Situazione in Francia
Uno studio condotto tra il 2008 e il 2009 ha evidenziato una serie di casi di lesioni cutanee ulceronecrotiche, segnalati per la prima volta il 16 gennaio 2009 da un infettivologo dell’ospedale di Compiègne. Tre pazienti hanno presentato questi sintomi tra il 4 e il 14 gennaio 2009, senza alcun miglioramento dopo il trattamento iniziale e gli antibiotici. Le indagini biologiche e batteriologiche non hanno avuto esito positivo, ma i pazienti avevano tutti acquistato ratti da compagnia dallo stesso negozio di animali tra il 22 dicembre e il 3 gennaio.
Dopo un’ispezione del negozio di animali da parte del DDSV 60, è stata avanzata l’ipotesi di un’infezione virale, in particolare da vaiolo bovino. Ulteriori prove raccolte tra il 19 e il 23 gennaio hanno confermato questa ipotesi, con una recrudescenza di casi umani di infezioni cutanee da vaiolo bovino in Germania. I campioni bioptici prelevati il 26 gennaio hanno rivelato morfologie virali compatibili con il cowpox in due pazienti.
L’indagine multidisciplinare condotta dall’InVS, dalla DGAL e da altri enti ha definito i casi confermati e probabili di infezione da cowpox, con un’analisi approfondita delle caratteristiche epidemiologiche e cliniche. In totale sono stati identificati 20 casi, con una predominanza di donne e lesioni cutanee caratteristiche che progrediscono fino alla necrosi.
Sono state rapidamente messe in atto misure di controllo, tra cui il ritiro dei ratti potenzialmente contaminati dai negozi di animali e campagne di informazione rivolte agli operatori sanitari e al pubblico in generale. Questo studio evidenzia l’importanza della collaborazione tra le autorità sanitarie locali e nazionali per garantire una risposta efficace a tali situazioni epidemiologiche.
Vaccino antivaioloso e antivaioloso
La scoperta del vaiolo bovino risale al 1798 grazie a Jenner, che introdusse il termine “vaccinazione” derivato dall’aggettivo latino “vaccinus”, che significa “della mucca”. I pazienti sviluppano l’immunità al vaiolo bovino e umano dopo la vaccinazione, che ha portato all’eradicazione del vaiolo nel 1980 secondo l’OMS.
Le origini della vaccinia risalgono agli anni 1770-1790, quando gli agricoltori e i lavoratori del bestiame venivano spesso risparmiati durante le epidemie di vaiolo. Inizialmente, la vaccinazione prevedeva l’uso della linfa delle pustole delle mucche infettate dal vaiolo, ma le complicazioni hanno portato all’introduzione di metodi più sicuri, come la “retrovaccinazione” in Italia.
Questo metodo consisteva nell’inoculare alle mucche il virus del vaiolo bovino umanizzato, trasmettendolo poi da una giovenca all’altra per produrre vaccino in quantità massicce. Successivamente, è stato sviluppato il “vero vaccino animale”, utilizzando il virus del vaiolo animale presente in natura.
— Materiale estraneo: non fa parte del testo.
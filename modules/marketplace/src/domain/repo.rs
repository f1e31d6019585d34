use async_trait::async_trait;

use crate::contract::model::{Project, UserId};
use crate::domain::state::Account;

/// Port for the domain layer: persistence operations the domain needs.
///
/// Loads never fail: absent or corrupt data comes back empty and the
/// adapter is responsible for logging and cleanup. Saves replace the whole
/// collection; two saves in a row are not atomic together.
#[async_trait]
pub trait MarketplaceRepository: Send + Sync {
    async fn load_accounts(&self) -> Vec<Account>;
    async fn save_accounts(&self, accounts: &[Account]) -> anyhow::Result<()>;

    async fn load_projects(&self) -> Vec<Project>;
    async fn save_projects(&self, projects: &[Project]) -> anyhow::Result<()>;

    /// Persisted session user id, if it is well-formed.
    async fn load_session(&self) -> Option<UserId>;
    async fn save_session(&self, id: &UserId) -> anyhow::Result<()>;
    async fn clear_session(&self) -> anyhow::Result<()>;
}
use crate::contract::model::{Project, ProjectId, ProjectStatus, Role, RoleProfile, User, UserId};
use crate::domain::state::Account;
use crate::infra::storage::entity::{ProjectEntity, RoleEntity, StatusEntity, UserEntity};

impl From<RoleEntity> for Role {
    fn from(role: RoleEntity) -> Self {
        match role {
            RoleEntity::Client => Role::Client,
            RoleEntity::Freelancer => Role::Freelancer,
        }
    }
}

impl From<StatusEntity> for ProjectStatus {
    fn from(status: StatusEntity) -> Self {
        match status {
            StatusEntity::Open => ProjectStatus::Open,
            StatusEntity::Active => ProjectStatus::Active,
            StatusEntity::Completed => ProjectStatus::Completed,
        }
    }
}

impl From<ProjectStatus> for StatusEntity {
    fn from(status: ProjectStatus) -> Self {
        match status {
            ProjectStatus::Open => StatusEntity::Open,
            ProjectStatus::Active => StatusEntity::Active,
            ProjectStatus::Completed => StatusEntity::Completed,
        }
    }
}

/// Role-specific fields missing from an older record fall back to the
/// values a fresh registration would get.
impl From<UserEntity> for Account {
    fn from(e: UserEntity) -> Self {
        let profile = match e.role {
            RoleEntity::Client => RoleProfile::Client {
                company: e
                    .company
                    .unwrap_or_else(|| RoleProfile::DEFAULT_COMPANY.to_string()),
            },
            RoleEntity::Freelancer => RoleProfile::Freelancer {
                skills: e.skills.unwrap_or_default(),
                portfolio: e.portfolio.unwrap_or_default(),
                experience: e.experience.unwrap_or_default(),
            },
        };

        Account {
            user: User {
                id: UserId::new(e.id),
                name: e.name,
                email: e.email,
                created_at: e.created_at,
                avatar: e.avatar,
                profile,
            },
            password_hash: e.password_hash,
        }
    }
}

impl From<&Account> for UserEntity {
    fn from(account: &Account) -> Self {
        let user = &account.user;
        let mut entity = UserEntity {
            id: user.id.as_str().to_string(),
            name: user.name.clone(),
            email: user.email.clone(),
            role: RoleEntity::Client,
            password_hash: account.password_hash.clone(),
            created_at: user.created_at,
            avatar: user.avatar.clone(),
            skills: None,
            portfolio: None,
            experience: None,
            company: None,
        };

        match &user.profile {
            RoleProfile::Client { company } => {
                entity.company = Some(company.clone());
            }
            RoleProfile::Freelancer {
                skills,
                portfolio,
                experience,
            } => {
                entity.role = RoleEntity::Freelancer;
                entity.skills = Some(skills.clone());
                entity.portfolio = Some(portfolio.clone());
                entity.experience = Some(experience.clone());
            }
        }
        entity
    }
}

impl From<ProjectEntity> for Project {
    fn from(e: ProjectEntity) -> Self {
        Project {
            id: ProjectId(e.id),
            title: e.title,
            description: e.description,
            category: e.category,
            budget: e.budget,
            timeline: e.timeline,
            client_id: UserId::new(e.client_id),
            freelancer_id: e.freelancer_id.map(UserId::new),
            status: e.status.into(),
            skills: e.skills,
            created_at: e.created_at,
        }
    }
}

impl From<&Project> for ProjectEntity {
    fn from(p: &Project) -> Self {
        ProjectEntity {
            id: p.id.0,
            title: p.title.clone(),
            description: p.description.clone(),
            category: p.category.clone(),
            budget: p.budget,
            timeline: p.timeline.clone(),
            client_id: p.client_id.as_str().to_string(),
            freelancer_id: p.freelancer_id.as_ref().map(|id| id.as_str().to_string()),
            status: p.status.into(),
            skills: p.skills.clone(),
            created_at: p.created_at,
        }
    }
}

#[cfg(test)]
mod tests {
    use super::*;

    #[test]
    fn legacy_client_record_gets_default_company() {
        let raw = r#"{
            "id": "u1",
            "name": "Ann",
            "email": "ann@example.com",
            "role": "client",
            "passwordHash": "$argon2id$stub",
            "createdAt": "2024-03-01T10:00:00Z"
        }"#;
        let entity: UserEntity = serde_json::from_str(raw).unwrap();
        let account = Account::from(entity);

        assert_eq!(account.user.role(), Role::Client);
        assert_eq!(
            account.user.profile,
            RoleProfile::Client {
                company: "Your Company Name".into()
            }
        );
    }

    #[test]
    fn freelancer_serializes_camel_case_without_company() {
        let account = Account {
            user: User {
                id: UserId::new("u2"),
                name: "Bo".into(),
                email: "bo@example.com".into(),
                created_at: chrono::Utc::now(),
                avatar: None,
                profile: RoleProfile::Freelancer {
                    skills: vec!["Rust".into()],
                    portfolio: vec![],
                    experience: String::new(),
                },
            },
            password_hash: "h".into(),
        };

        let json = serde_json::to_value(UserEntity::from(&account)).unwrap();
        assert_eq!(json["role"], "freelancer");
        assert_eq!(json["passwordHash"], "h");
        assert_eq!(json["skills"][0], "Rust");
        assert!(json.get("company").is_none());
        assert!(json.get("createdAt").is_some());
    }
}
use anyhow::{anyhow, Context, Result};
use std::env;
use std::path::{Path, PathBuf};

/// Platform base directory used when no explicit home_dir is configured.
/// Windows: %APPDATA%, everything else: $HOME.
fn platform_base_dir() -> Result<PathBuf> {
    #[cfg(target_os = "windows")]
    let var = "APPDATA";
    #[cfg(not(target_os = "windows"))]
    let var = "HOME";

    env::var_os(var)
        .filter(|v| !v.is_empty())
        .map(PathBuf::from)
        .ok_or_else(|| anyhow!("environment variable {var} is not set"))
}

/// Expand a leading `~` against the user's home directory.
fn expand_tilde(raw: &str) -> Result<PathBuf> {
    if raw == "~" {
        return platform_base_dir();
    }
    if let Some(rest) = raw.strip_prefix("~/").or_else(|| raw.strip_prefix("~\\")) {
        return Ok(platform_base_dir()?.join(rest));
    }
    Ok(PathBuf::from(raw))
}

fn absolutize(p: &Path) -> Result<PathBuf> {
    if p.is_absolute() {
        return Ok(p.to_path_buf());
    }
    let cwd = env::current_dir().context("cannot read current directory")?;
    Ok(cwd.join(p))
}

/// Resolve the application home directory.
///
/// - `configured`: user-provided path; `~` is expanded and relative paths are
///   resolved against the current directory.
/// - `None` falls back to `<platform base>/<default_subdir>`.
/// - `create` makes sure the directory exists on return.
pub fn resolve_home_dir(
    configured: Option<String>,
    default_subdir: &str,
    create: bool,
) -> Result<PathBuf> {
    let path = match configured {
        Some(raw) => absolutize(&expand_tilde(raw.trim())?)?,
        None => platform_base_dir()?.join(default_subdir),
    };

    if create {
        std::fs::create_dir_all(&path)
            .with_context(|| format!("cannot create home dir {}", path.display()))?;
    }
    Ok(path)
}
//! Profile editing: skills, display name and avatar.
//!
//! The session refers to accounts by id, so every edit lands in the one
//! stored record and only the `users` collection has to be persisted.

use base64::{engine::general_purpose::STANDARD, Engine as _};
use chrono::Utc;
use tracing::{debug, info, instrument};

use crate::contract::model::{RoleProfile, User, UserId};
use crate::domain::error::DomainError;
use crate::domain::events::MarketplaceEvent;
use crate::domain::service::Service;

/// Outcome of an in-place edit: whether anything has to be written.
enum Edit {
    Changed,
    Unchanged,
}

impl Service {
    /// Append `skill` unless it is blank or already listed (exact match).
    #[instrument(name = "marketplace.service.add_skill", skip(self), fields(user_id = %user_id))]
    pub async fn add_skill(&self, user_id: &UserId, skill: &str) -> Result<User, DomainError> {
        let skill = skill.trim();
        if skill.len() > self.config.max_skill_length {
            return Err(DomainError::validation(
                "skill",
                format!("longer than {} characters", self.config.max_skill_length),
            ));
        }

        self.edit_user(user_id, |user| {
            let skills = freelancer_skills(user)?;
            if skill.is_empty() || skills.iter().any(|s| s == skill) {
                debug!("Skill is blank or already present");
                return Ok(Edit::Unchanged);
            }
            skills.push(skill.to_string());
            Ok(Edit::Changed)
        })
        .await
    }

    /// Remove the first exact match of the trimmed `skill`.
    #[instrument(name = "marketplace.service.remove_skill", skip(self), fields(user_id = %user_id))]
    pub async fn remove_skill(&self, user_id: &UserId, skill: &str) -> Result<User, DomainError> {
        let skill = skill.trim();
        self.edit_user(user_id, |user| {
            let skills = freelancer_skills(user)?;
            match skills.iter().position(|s| s == skill) {
                Some(index) => {
                    skills.remove(index);
                    Ok(Edit::Changed)
                }
                None => Ok(Edit::Unchanged),
            }
        })
        .await
    }

    #[instrument(name = "marketplace.service.rename", skip(self), fields(user_id = %user_id))]
    pub async fn rename(&self, user_id: &UserId, name: &str) -> Result<User, DomainError> {
        let name = name.trim();
        if name.is_empty() {
            return Err(DomainError::missing_field("name"));
        }
        if name.len() > self.config.max_name_length {
            return Err(DomainError::validation(
                "name",
                format!("longer than {} characters", self.config.max_name_length),
            ));
        }

        self.edit_user(user_id, |user| {
            if user.name == name {
                return Ok(Edit::Unchanged);
            }
            user.name = name.to_string();
            Ok(Edit::Changed)
        })
        .await
    }

    /// Store an uploaded image inline as a `data:` URL.
    #[instrument(
        name = "marketplace.service.set_avatar",
        skip(self, bytes),
        fields(user_id = %user_id, size = bytes.len())
    )]
    pub async fn set_avatar(
        &self,
        user_id: &UserId,
        bytes: &[u8],
        mime: &str,
    ) -> Result<User, DomainError> {
        if bytes.is_empty() {
            return Err(DomainError::missing_field("avatar"));
        }
        if !mime.starts_with("image/") {
            return Err(DomainError::validation(
                "avatar",
                format!("expected an image, got '{mime}'"),
            ));
        }
        if bytes.len() > self.config.max_avatar_bytes {
            return Err(DomainError::validation(
                "avatar",
                format!(
                    "{} bytes exceeds the {} byte limit",
                    bytes.len(),
                    self.config.max_avatar_bytes
                ),
            ));
        }

        let data_url = format!("data:{mime};base64,{}", STANDARD.encode(bytes));
        self.edit_user(user_id, |user| {
            user.avatar = Some(data_url);
            Ok(Edit::Changed)
        })
        .await
    }

    /// Apply `edit` to a copy of the stored record. The copy replaces the
    /// record only after `users` has been written.
    async fn edit_user<F>(&self, user_id: &UserId, edit: F) -> Result<User, DomainError>
    where
        F: FnOnce(&mut User) -> Result<Edit, DomainError>,
    {
        let mut state = self.state().await;
        let mut account = state
            .account(user_id)
            .cloned()
            .ok_or_else(|| DomainError::user_not_found(user_id.clone()))?;

        if let Edit::Unchanged = edit(&mut account.user)? {
            return Ok(account.user);
        }

        let user = account.user.clone();
        let accounts = state.with_account(account);
        self.commit_accounts(&mut state, accounts).await?;

        self.events.publish(&MarketplaceEvent::ProfileUpdated {
            id: user.id.clone(),
            at: Utc::now(),
        });
        info!("Profile updated");
        Ok(user)
    }
}

fn freelancer_skills(user: &mut User) -> Result<&mut Vec<String>, DomainError> {
    match &mut user.profile {
        RoleProfile::Freelancer { skills, .. } => Ok(skills),
        RoleProfile::Client { .. } => Err(DomainError::validation(
            "skills",
            "only freelancers have a skill list",
        )),
    }
}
La produzione di vaccini divenne redditizia e molti imprenditori produssero versioni grezze da vitelli e linfa di mucca infetta. I primi utilizzi del vaccino prevedevano il trasferimento di fluidi umani, ma una mutazione portò all’uso della “vaccinia” anziché del vaiolo.
Nel 1796 Jenner condusse esperimenti che confermarono questa teoria, rendendo così popolare la vaccinazione. Il virus del vaiolo ha permesso di prevenire il vaiolo, salvare vite umane e ridurre i costi associati alla malattia. Nonostante le preoccupazioni sulla trasmissione e le potenziali complicazioni del vaccino, è stato ampiamente accettato come il principale metodo di prevenzione del vaiolo fino alla sua eradicazione nel 1980.